Firstly, he observes that no internal review was introduced at all to replace one important category of appeal which was removed, which was against curtailment of leave. There is no right of appeal nor is there an Administrative Review, despite this being promised at the time of the passage of the Immigration Act 2014.

For those reviews which were introduced, inspectors found that the Home Office downgraded the seniority of the officials who were to conduct reviews to Administrative Officer level and

the bulk of the AOs redeployed into the AR Team had no experience in Points Based System casework and limited experience of other immigration casework, with permanent staff in the minority; that quality assurance was ineffective; and that there was no evidence of cases being identified as complex and passed to EO caseworkers to review. While staff and managers in the AR Team considered the training they had received to have been adequate, file sampling indicated considerable scope to improve their understanding of relevant Immigration Rules, guidance and practice.
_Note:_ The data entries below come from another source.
// SPDX-License-Identifier: Apache-2.0
// Copyright (c) 2025 Polyframe Inc.

//! Sharp-edge detection and repair

use std::collections::BTreeSet;

use tracing::{debug, info, warn};

use crate::error::MeshResult;
use crate::mesh::TriMesh;

/// Two faces meeting below this normal dot product (about 169 degrees
/// dihedral) form a sharp crease that almost always indicates a folded
/// sliver rather than real geometry.
const SHARP_THRESH: f64 = -0.98;

/// Collect the neighbors of `el` across edge `(v1, v2)` whose face
/// normal opposes `el`'s. Face normals must be current.
fn check_sharp_edge(
    mesh: &TriMesh,
    el: u32,
    v1: u32,
    v2: u32,
    eset: &mut BTreeSet<u32>,
) -> usize {
    let Some(edge) = mesh.edge(v1, v2) else {
        warn!(v1, v2, element = el, "invalid edge on element");
        return 0;
    };

    let n1 = mesh.face_normals[el as usize];
    let mut sharp = 0;
    for &f in edge.faces() {
        if f == el {
            continue;
        }
        if n1.dot(&mesh.face_normals[f as usize]) < SHARP_THRESH {
            debug!(v1, v2, a = el, b = f, "sharp edge");
            eset.insert(f);
            sharp += 1;
        }
    }
    sharp
}

/// Sharp neighbors of `el` across all three of its edges.
fn sharp_neighbors(mesh: &TriMesh, el: u32) -> BTreeSet<u32> {
    let [v1, v2, v3] = mesh.triangle(el);
    let mut eset = BTreeSet::new();
    check_sharp_edge(mesh, el, v1, v2, &mut eset);
    check_sharp_edge(mesh, el, v1, v3, &mut eset);
    check_sharp_edge(mesh, el, v3, v2, &mut eset);
    eset
}

/// Count triangles with at least one sharp incident edge.
pub fn count_sharp_edges(mesh: &mut TriMesh) -> usize {
    debug!("checking for sharp edges");
    mesh.calc_face_normals();

    let mut count = 0;
    for e in 0..mesh.triangle_count() as u32 {
        let eset = sharp_neighbors(mesh, e);
        if !eset.is_empty() {
            debug!(element = e, neighbors = eset.len(), "element has sharp edges");
            count += 1;
        }
    }
    count
}

/// Remove the folded configuration around `e0`: delete its two sharp
/// neighbors and re-point `e0` across the fold, dropping the shared
/// opposite vertex `v0` diagonal.
fn flip_sharp(mesh: &mut TriMesh, e0: u32, e1: u32, e2: u32, v0: u32) -> MeshResult<bool> {
    let t0 = mesh.triangle(e0);
    let contains = |e: u32, v: u32| mesh.triangle(e).contains(&v);

    // Vertices of e0 on exactly one neighbor bound the replacement
    // triangle; the vertex on both is the fold diagonal to drop.
    let mut vl = Vec::new();
    let mut vx = None;
    for v in t0 {
        let matches = contains(e1, v) as usize + contains(e2, v) as usize;
        if matches == 1 {
            vl.push(v);
        } else if matches == 2 {
            vx = Some(v);
        }
    }
    let Some(vx) = vx else {
        warn!(element = e0, "unexpected sharp configuration");
        return Ok(false);
    };
    if vl.len() != 2 {
        warn!(element = e0, "unexpected sharp configuration");
        return Ok(false);
    }
    let (va, vb) = (vl[0], vl[1]);

    // Delete the larger id first and track how swap-with-last
    // relabeling moves the ids we still hold.
    let mut e0 = e0;
    let (hi, lo) = if e1 > e2 { (e1, e2) } else { (e2, e1) };
    for victim in [hi, lo] {
        let last = mesh.triangle_count() as u32 - 1;
        mesh.delete_element(victim)?;
        if e0 == last {
            e0 = victim;
        }
    }

    mesh.change_element(e0, v0, va, vb)?;
    mesh.node_nbrs[vx as usize].remove(v0);

    debug!(element = e0, v0, vx, "sharp configuration removed");
    mesh.recalculate_edges()?;
    Ok(true)
}

/// Repair sharp creases: a triangle with 2 (or 3) sharp neighbors that
/// share a common opposite vertex is replaced together with those
/// neighbors by a single re-triangulation without the crease. Restarts
/// the scan after every modification and iterates to a fixpoint.
/// Returns the number of configurations removed.
pub fn flip_sharp_edges(mesh: &mut TriMesh) -> MeshResult<usize> {
    info!("flipping sharp edges");

    let mut removed = 0;
    loop {
        mesh.calc_face_normals();
        let ne = mesh.triangle_count() as u32;
        let mut modified = false;

        for e in 0..ne {
            let eset = sharp_neighbors(mesh, e);
            if eset.len() < 2 || eset.len() > 3 {
                continue;
            }
            debug!(element = e, neighbors = eset.len(), "sharp element");

            // For each sharp neighbor, its vertex outside e.
            let t0 = mesh.triangle(e);
            let outside: Vec<(u32, u32)> = eset
                .iter()
                .filter_map(|&f| {
                    mesh.triangle(f)
                        .into_iter()
                        .find(|v| !t0.contains(v))
                        .map(|v| (f, v))
                })
                .collect();

            let flipped = match outside.as_slice() {
                [(f1, a), (f2, b)] if a == b => flip_sharp(mesh, e, *f1, *f2, *a)?,
                [(f1, a), (f2, b), (_, c)] if a == b && a != c => {
                    flip_sharp(mesh, e, *f1, *f2, *a)?
                }
                [(f1, a), (_, b), (f3, c)] if a == c && a != b => {
                    flip_sharp(mesh, e, *f1, *f3, *a)?
                }
                [(_, a), (f2, b), (f3, c)] if b == c && a != b => {
                    flip_sharp(mesh, e, *f2, *f3, *b)?
                }
                _ => false,
            };

            if flipped {
                removed += 1;
                modified = true;
                break;
            }
        }

        if !modified {
            break;
        }
    }

    info!(removed, "sharp edge pass complete");
    Ok(removed)
}

#[cfg(test)]
mod tests {
    use super::*;
    use crate::TriMesh;
    use nalgebra::Point3;

    /// A flat quad region with a sliver triangle folded back over one
    /// face: edge (1, 2) is shared by a triangle and its fold.
    fn folded_mesh() -> TriMesh {
        TriMesh::from_arrays(
            vec![
                Point3::new(0.0, 0.0, 0.0),
                Point3::new(1.0, 0.0, 0.0),
                Point3::new(0.0, 1.0, 0.0),
                Point3::new(0.9, 0.9, 0.0),
            ],
            // [1, 2, 3] folds back over [0, 1, 2]: their normals are
            // opposed while sharing edge (1, 2).
            vec![[0, 1, 2], [1, 2, 3]],
        )
        .unwrap()
    }

    #[test]
    fn test_count_sharp_edges_detects_fold() {
        let mut mesh = folded_mesh();
        // from_arrays' orientation pass may reverse the fold; rebuild
        // the opposing winding directly.
        mesh.tris[1] = [1, 2, 3];
        mesh.invalidate_normals();
        assert_eq!(count_sharp_edges(&mut mesh), 2);
    }

    #[test]
    fn test_no_sharp_edges_on_flat_patch() {
        let mut mesh = crate::mesh::test_meshes::grid(1);
        assert_eq!(count_sharp_edges(&mut mesh), 0);
    }

    #[test]
    fn test_no_sharp_edges_on_tetrahedron() {
        let mut mesh = crate::mesh::test_meshes::tetrahedron();
        assert_eq!(count_sharp_edges(&mut mesh), 0);
    }
}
That is very worrying indeed if you care about decision making and getting things right. It gets worse, though. Administrative Review applications were being wrongly invalidated by Home Office staff. Out of the inspection sample of 140 case files for in-country cases, officials had identified 15 wrongly decided cases but inspectors found a further 10. Out of a file sample of 65 out of country cases, officials identified 23 wrongly decided cases but inspectors found a further 6. As the report says:

Self-evidently, where the AR process failed to identify caseworking errors, it was ineffective in correcting them. Twenty one of the sampled 140 in-country ARs were ineffective in correcting errors: 18 where the errors were not identified, and three where errors were wrongly identified and reasons for refusal incorrectly amended.

The success rates were 22% and 21% for at the border and overseas ARs respectively, but only 8% for in-country ARs. That 8% figure is FAR lower than might be expected given the previously high success rate at appeal, but no-one at the Home Office has questioned whether that rate is the right one.

The report throws up some alarming examples. One woman’s review application was wrongly rejected out of time even though it was in time, as the Post Office “track and check” tool revealed on inspection. One student’s application was rejected on deception grounds for failing to mention an entry clearance refusal 10 years previously, even though he had subsequently been granted entry clearance and three extensions of leave. His application for review should have succeeded but did not. In another case, a student who had notified the Home Office of his change of address but still been mistakenly served with a decision to his old address was subsequently refused for overstaying. His review application also should have succeeded but did not.

As expected, Administrative Review seems to be a very poor replacement for appeals. There is a much lower success rate for applicants, the seniority of staff involved has ben downgraded, quality assurance is ineffective, feedback is non existent for out of country and at border reviews and training is inadequate.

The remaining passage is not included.